Thursday, 18 December 2014
Lois Claire Salem1, Marie Edmonds1, John Maclennan1 and Rosa ANNA Corsaro2, (1)University of Cambridge, Cambridge, United Kingdom, (2)National Institute of Geophysics and Volcanology, Rome, Italy
The melts feeding Mt Etna, Italy, are rich in volatiles and drive long-lasting powerful eruptions of basaltic magma in both effusive and explosive styles of activity. The volatile systematics of the volcanic system are well understood through melt inclusion and volcanic gas studies. Etna’s melts are generated from a complex mantle setting, with subduction-related chemical modifications as well as OIB-type features, and then the melts must travel through thick carbonate-rich crust. The continual influx of mantle-derived volatile-rich magma controls the major compositional and eruptive features of Mount Etna and magma mixing has been recognized as an important process driving large eruptions [Kamenetsky, 2007]. Our study focusses on the 1669 eruption, the largest in historical times. Olivine-hosted melt inclusions were analyzed for volatile, trace and major elements using electron microprobe and ion probe (SIMS). We use volatile systematics and geochemical data to deconvolve mantle-derived heterogeneity from melt mixing and crystal fractionation.
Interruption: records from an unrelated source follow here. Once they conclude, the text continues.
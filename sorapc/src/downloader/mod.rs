//! Download pipeline.
//!
//! Two entry points share one [`DownloadPipeline`]:
//! - selective download of the single draft belonging to a finished job
//! - the publish, share-URL, watermark-removal and refetch chain
//!
//! A download record is written only after the file is fully in place.

mod fetch;
mod paths;
mod publish;
mod selective;

use std::sync::Arc;

pub use fetch::{HttpMediaFetcher, MediaFetcher, partial_path};
pub use paths::{DownloadDir, extension_from_url, sanitize_stem};
pub use publish::{PublishOutcome, WatermarkSettings};
pub use selective::RedownloadOutcome;

use crate::database::repositories::{CredentialRepository, DownloadRepository};
use crate::ledger::JobLedger;
use crate::remote::{RemoteApi, WatermarkResolver};

pub struct DownloadPipeline {
    downloads: Arc<dyn DownloadRepository>,
    credentials: Arc<dyn CredentialRepository>,
    ledger: Arc<JobLedger>,
    remote: Arc<dyn RemoteApi>,
    resolver: Arc<dyn WatermarkResolver>,
    fetcher: Arc<dyn MediaFetcher>,
    dir: DownloadDir,
}

impl DownloadPipeline {
    pub fn new(
        downloads: Arc<dyn DownloadRepository>,
        credentials: Arc<dyn CredentialRepository>,
        ledger: Arc<JobLedger>,
        remote: Arc<dyn RemoteApi>,
        resolver: Arc<dyn WatermarkResolver>,
        fetcher: Arc<dyn MediaFetcher>,
        dir: DownloadDir,
    ) -> Self {
        Self {
            downloads,
            credentials,
            ledger,
            remote,
            resolver,
            fetcher,
            dir,
        }
    }

    pub fn download_dir(&self) -> &DownloadDir {
        &self.dir
    }
}
//! Credential (token) database models.

use serde::{Deserialize, Serialize};
use sqlx::FromRow;

/// Default per-credential image concurrency (negative means unlimited).
pub const DEFAULT_IMAGE_CONCURRENCY: i64 = -1;
/// Default per-credential video concurrency.
pub const DEFAULT_VIDEO_CONCURRENCY: i64 = 3;

/// A stored bearer credential.
#[derive(Debug, Clone, FromRow, Serialize, Deserialize)]
pub struct CredentialDbModel {
    pub id: i64,
    pub token: String,
    pub is_active: bool,
    pub remark: Option<String>,
    pub image_enabled: bool,
    pub video_enabled: bool,
    pub image_concurrency: i64,
    pub video_concurrency: i64,
    /// Last account-status payload, including `rate_limit_and_credit_balance`.
    pub status_json: Option<String>,
    /// Cached plan label derived from the subscriptions lookup.
    pub plan_type: String,
    pub created_at: i64,
    pub updated_at: i64,
}

/// Fields accepted when creating or editing a credential.
#[derive(Debug, Clone, PartialEq, Eq, Serialize, Deserialize)]
pub struct CredentialInput {
    pub token: String,
    #[serde(default)]
    pub remark: Option<String>,
    #[serde(default = "default_true")]
    pub image_enabled: bool,
    #[serde(default = "default_true")]
    pub video_enabled: bool,
    #[serde(default = "default_image_concurrency")]
    pub image_concurrency: i64,
    #[serde(default = "default_video_concurrency")]
    pub video_concurrency: i64,
}

impl CredentialInput {
    pub fn new(token: impl Into<String>) -> Self {
        Self {
            token: token.into(),
            remark: None,
            image_enabled: true,
            video_enabled: true,
            image_concurrency: DEFAULT_IMAGE_CONCURRENCY,
            video_concurrency: DEFAULT_VIDEO_CONCURRENCY,
        }
    }

    pub fn with_remark(mut self, remark: impl Into<String>) -> Self {
        self.remark = Some(remark.into());
        self
    }

    pub fn with_video_enabled(mut self, enabled: bool) -> Self {
        self.video_enabled = enabled;
        self
    }
}

fn default_true() -> bool {
    true
}

fn default_image_concurrency() -> i64 {
    DEFAULT_IMAGE_CONCURRENCY
}

fn default_video_concurrency() -> i64 {
    DEFAULT_VIDEO_CONCURRENCY
}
Our data are well described by a mixing trend between two distinct melts: a CO2-rich (CO2~1000ppm), incompatible trace element depleted melt (La/Yb~16), and a CO2-poor, enriched melt. The mixing also generates a strong correlation between Sr and CO2 in the melt inclusions dataset, reflecting the presence of a strong Sr anomaly in one of the end-member melts. We investigate the origin of this Sr anomaly by considering plagioclase dissolution and crustal assimilation. We also investigate degassing processes in the crust and plumbing system of the volcano. We compare our results with similar studies of OIB and arc-related basalts elsewhere and assess the implications for linking eruption size and style with the nature of the mantle-derived melts.

Kamenetsky et al. (2007) Geology 35, 255-258.